Find every line below with "disabled" in it and give only how many there are.
Start of EXERCISE MATERIAL
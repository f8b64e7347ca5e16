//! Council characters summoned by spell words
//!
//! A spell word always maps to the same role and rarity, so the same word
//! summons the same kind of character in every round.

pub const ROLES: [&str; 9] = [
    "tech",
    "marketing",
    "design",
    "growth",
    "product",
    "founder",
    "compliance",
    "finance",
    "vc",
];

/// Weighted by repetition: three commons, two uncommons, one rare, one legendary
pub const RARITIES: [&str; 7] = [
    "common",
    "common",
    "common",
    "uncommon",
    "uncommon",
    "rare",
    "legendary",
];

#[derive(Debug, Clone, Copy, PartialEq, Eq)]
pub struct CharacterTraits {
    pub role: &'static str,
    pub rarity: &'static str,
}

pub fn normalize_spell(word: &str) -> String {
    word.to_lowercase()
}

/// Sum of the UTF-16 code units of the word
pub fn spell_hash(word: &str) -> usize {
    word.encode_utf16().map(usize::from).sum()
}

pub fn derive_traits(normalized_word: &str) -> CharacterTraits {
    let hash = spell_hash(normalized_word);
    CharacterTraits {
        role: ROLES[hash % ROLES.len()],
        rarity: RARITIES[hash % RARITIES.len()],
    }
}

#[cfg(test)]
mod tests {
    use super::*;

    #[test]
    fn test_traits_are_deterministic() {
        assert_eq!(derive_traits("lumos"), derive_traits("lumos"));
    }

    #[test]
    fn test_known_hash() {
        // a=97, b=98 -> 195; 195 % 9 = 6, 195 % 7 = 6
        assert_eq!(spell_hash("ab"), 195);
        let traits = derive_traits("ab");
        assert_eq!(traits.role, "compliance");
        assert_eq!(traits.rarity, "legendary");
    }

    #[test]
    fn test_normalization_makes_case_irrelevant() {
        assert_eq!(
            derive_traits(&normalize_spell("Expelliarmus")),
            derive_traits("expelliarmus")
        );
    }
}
End of EXERCISE MATERIAL
Start of EXERCISE MATERIAL
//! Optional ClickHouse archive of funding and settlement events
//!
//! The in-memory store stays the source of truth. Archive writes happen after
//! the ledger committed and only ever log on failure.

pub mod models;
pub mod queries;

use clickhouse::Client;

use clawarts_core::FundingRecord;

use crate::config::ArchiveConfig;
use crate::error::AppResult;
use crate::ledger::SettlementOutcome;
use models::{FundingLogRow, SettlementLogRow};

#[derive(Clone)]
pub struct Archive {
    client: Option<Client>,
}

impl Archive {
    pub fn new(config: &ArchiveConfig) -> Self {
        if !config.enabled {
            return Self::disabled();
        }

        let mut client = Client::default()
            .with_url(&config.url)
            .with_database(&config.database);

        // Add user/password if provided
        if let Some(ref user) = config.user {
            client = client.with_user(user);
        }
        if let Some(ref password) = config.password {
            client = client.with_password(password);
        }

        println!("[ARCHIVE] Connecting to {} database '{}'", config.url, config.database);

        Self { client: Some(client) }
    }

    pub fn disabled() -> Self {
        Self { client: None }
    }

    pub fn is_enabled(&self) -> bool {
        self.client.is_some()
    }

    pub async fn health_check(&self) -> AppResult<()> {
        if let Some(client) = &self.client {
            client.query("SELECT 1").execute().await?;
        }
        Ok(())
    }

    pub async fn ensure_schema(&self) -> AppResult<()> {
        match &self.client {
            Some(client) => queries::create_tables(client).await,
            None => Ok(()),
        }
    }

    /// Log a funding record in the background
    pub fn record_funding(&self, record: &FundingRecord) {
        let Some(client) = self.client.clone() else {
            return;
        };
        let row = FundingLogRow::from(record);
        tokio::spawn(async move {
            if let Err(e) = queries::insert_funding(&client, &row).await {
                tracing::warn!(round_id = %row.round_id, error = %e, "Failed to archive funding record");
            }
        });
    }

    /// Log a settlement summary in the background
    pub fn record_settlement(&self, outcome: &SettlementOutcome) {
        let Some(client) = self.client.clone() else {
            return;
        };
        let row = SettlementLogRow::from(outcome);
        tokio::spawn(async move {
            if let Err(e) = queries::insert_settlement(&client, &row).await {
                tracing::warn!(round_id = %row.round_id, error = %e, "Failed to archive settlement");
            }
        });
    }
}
End of EXERCISE MATERIAL
Start of EXERCISE MATERIAL
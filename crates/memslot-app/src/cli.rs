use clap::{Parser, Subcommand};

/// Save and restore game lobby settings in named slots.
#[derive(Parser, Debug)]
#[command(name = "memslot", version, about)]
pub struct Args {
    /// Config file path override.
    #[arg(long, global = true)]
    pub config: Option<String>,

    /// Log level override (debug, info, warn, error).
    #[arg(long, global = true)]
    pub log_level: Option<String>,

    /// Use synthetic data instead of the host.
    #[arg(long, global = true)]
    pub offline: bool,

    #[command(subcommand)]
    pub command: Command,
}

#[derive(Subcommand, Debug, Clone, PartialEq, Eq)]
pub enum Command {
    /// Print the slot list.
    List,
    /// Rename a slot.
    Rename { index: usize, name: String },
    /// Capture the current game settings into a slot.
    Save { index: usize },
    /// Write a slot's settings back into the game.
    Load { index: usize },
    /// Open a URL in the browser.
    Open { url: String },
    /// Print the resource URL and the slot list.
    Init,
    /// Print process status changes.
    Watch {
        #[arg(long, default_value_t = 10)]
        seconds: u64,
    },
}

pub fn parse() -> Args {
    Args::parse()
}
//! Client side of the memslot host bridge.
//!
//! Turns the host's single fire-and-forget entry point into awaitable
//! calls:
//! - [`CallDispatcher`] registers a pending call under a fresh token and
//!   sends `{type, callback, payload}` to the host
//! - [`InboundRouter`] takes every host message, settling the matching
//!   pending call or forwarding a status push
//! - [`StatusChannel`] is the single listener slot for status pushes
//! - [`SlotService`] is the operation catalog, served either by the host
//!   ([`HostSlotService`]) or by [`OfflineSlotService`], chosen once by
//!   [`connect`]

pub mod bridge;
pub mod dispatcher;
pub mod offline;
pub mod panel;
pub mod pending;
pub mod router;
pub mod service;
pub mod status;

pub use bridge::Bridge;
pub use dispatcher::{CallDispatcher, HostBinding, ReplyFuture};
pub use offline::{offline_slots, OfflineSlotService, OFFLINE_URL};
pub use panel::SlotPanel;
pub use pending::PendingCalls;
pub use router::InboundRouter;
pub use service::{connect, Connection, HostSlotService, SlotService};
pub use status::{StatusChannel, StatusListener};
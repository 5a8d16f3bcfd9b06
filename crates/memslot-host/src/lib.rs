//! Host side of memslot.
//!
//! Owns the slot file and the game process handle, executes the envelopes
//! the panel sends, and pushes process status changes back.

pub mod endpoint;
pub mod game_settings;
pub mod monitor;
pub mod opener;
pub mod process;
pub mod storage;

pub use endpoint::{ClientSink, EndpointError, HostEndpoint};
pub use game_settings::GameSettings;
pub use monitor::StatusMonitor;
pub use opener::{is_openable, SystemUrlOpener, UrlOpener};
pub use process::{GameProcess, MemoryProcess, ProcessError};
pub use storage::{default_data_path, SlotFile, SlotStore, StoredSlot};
End of EXERCISE MATERIAL
YOUR RESPONSE: 2